== Segment start ==

//! CRUD operations for projects. Deleting a project leaves its meetings in place;
//! the foreign key nulls their `project_id`.

use super::error::Error;
use entity::projects::{ActiveModel, Column, Entity, Model};
use entity::Id;
use log::*;
use sea_orm::{
    entity::prelude::*,
    ActiveValue::{Set, Unchanged},
    DatabaseConnection, QueryOrder,
};

pub async fn create(db: &DatabaseConnection, user_id: Id, project_model: Model) -> Result<Model, Error> {
    debug!("New project to be inserted for user {user_id}: {}", project_model.name);

    let now = chrono::Utc::now();
    let active_model = ActiveModel {
        id: Set(Id::new_v4()),
        user_id: Set(user_id),
        name: Set(project_model.name.trim().to_owned()),
        color: Set(project_model.color),
        icon: Set(project_model.icon),
        created_at: Set(now.into()),
        updated_at: Set(now.into()),
    };

    Ok(active_model.insert(db).await?)
}

pub async fn update(db: &DatabaseConnection, id: Id, model: Model) -> Result<Model, Error> {
    let existing = find_by_id(db, id).await?;

    let active_model = ActiveModel {
        id: Unchanged(existing.id),
        user_id: Unchanged(existing.user_id),
        name: Set(model.name.trim().to_owned()),
        color: Set(model.color),
        icon: Set(model.icon),
        created_at: Unchanged(existing.created_at),
        updated_at: Set(chrono::Utc::now().into()),
    };

    Ok(active_model.update(db).await?)
}

pub async fn find_by_id(db: &DatabaseConnection, id: Id) -> Result<Model, Error> {
    Entity::find_by_id(id)
        .one(db)
        .await?
        .ok_or_else(Error::not_found)
}

pub async fn find_by_user(db: &DatabaseConnection, user_id: Id) -> Result<Vec<Model>, Error> {
    Ok(Entity::find()
        .filter(Column::UserId.eq(user_id))
        .order_by_asc(Column::Name)
        .all(db)
        .await?)
}

pub async fn delete_by_id(db: &DatabaseConnection, id: Id) -> Result<(), Error> {
    let result = Entity::delete_by_id(id).exec(db).await?;
    if result.rows_affected == 0 {
        return Err(Error::not_found());
    }
    Ok(())
}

== Segment end ==

- **Directions**:
The entries above must be returned in full, exactly as shown.

- **Solution**:
//! CRUD operations for projects. Deleting a project leaves its meetings in place;
//! the foreign key nulls their `project_id`.

use super::error::Error;
use entity::projects::{ActiveModel, Column, Entity, Model};
use entity::Id;
use log::*;
use sea_orm::{
    entity::prelude::*,
    ActiveValue::{Set, Unchanged},
    DatabaseConnection, QueryOrder,
};

pub async fn create(db: &DatabaseConnection, user_id: Id, project_model: Model) -> Result<Model, Error> {
    debug!("New project to be inserted for user {user_id}: {}", project_model.name);

    let now = chrono::Utc::now();
    let active_model = ActiveModel {
        id: Set(Id::new_v4()),
        user_id: Set(user_id),
        name: Set(project_model.name.trim().to_owned()),
        color: Set(project_model.color),
        icon: Set(project_model.icon),
        created_at: Set(now.into()),
        updated_at: Set(now.into()),
    };

    Ok(active_model.insert(db).await?)
}

pub async fn update(db: &DatabaseConnection, id: Id, model: Model) -> Result<Model, Error> {
    let existing = find_by_id(db, id).await?;

    let active_model = ActiveModel {
        id: Unchanged(existing.id),
        user_id: Unchanged(existing.user_id),
        name: Set(model.name.trim().to_owned()),
        color: Set(model.color),
        icon: Set(model.icon),
        created_at: Unchanged(existing.created_at),
        updated_at: Set(chrono::Utc::now().into()),
    };

    Ok(active_model.update(db).await?)
}

pub async fn find_by_id(db: &DatabaseConnection, id: Id) -> Result<Model, Error> {
    Entity::find_by_id(id)
        .one(db)
        .await?
        .ok_or_else(Error::not_found)
}

pub async fn find_by_user(db: &DatabaseConnection, user_id: Id) -> Result<Vec<Model>, Error> {
    Ok(Entity::find()
        .filter(Column::UserId.eq(user_id))
        .order_by_asc(Column::Name)
        .all(db)
        .await?)
}

pub async fn delete_by_id(db: &DatabaseConnection, id: Id) -> Result<(), Error> {
    let result = Entity::delete_by_id(id).exec(db).await?;
    if result.rows_affected == 0 {
        return Err(Error::not_found());
    }
    Ok(())
}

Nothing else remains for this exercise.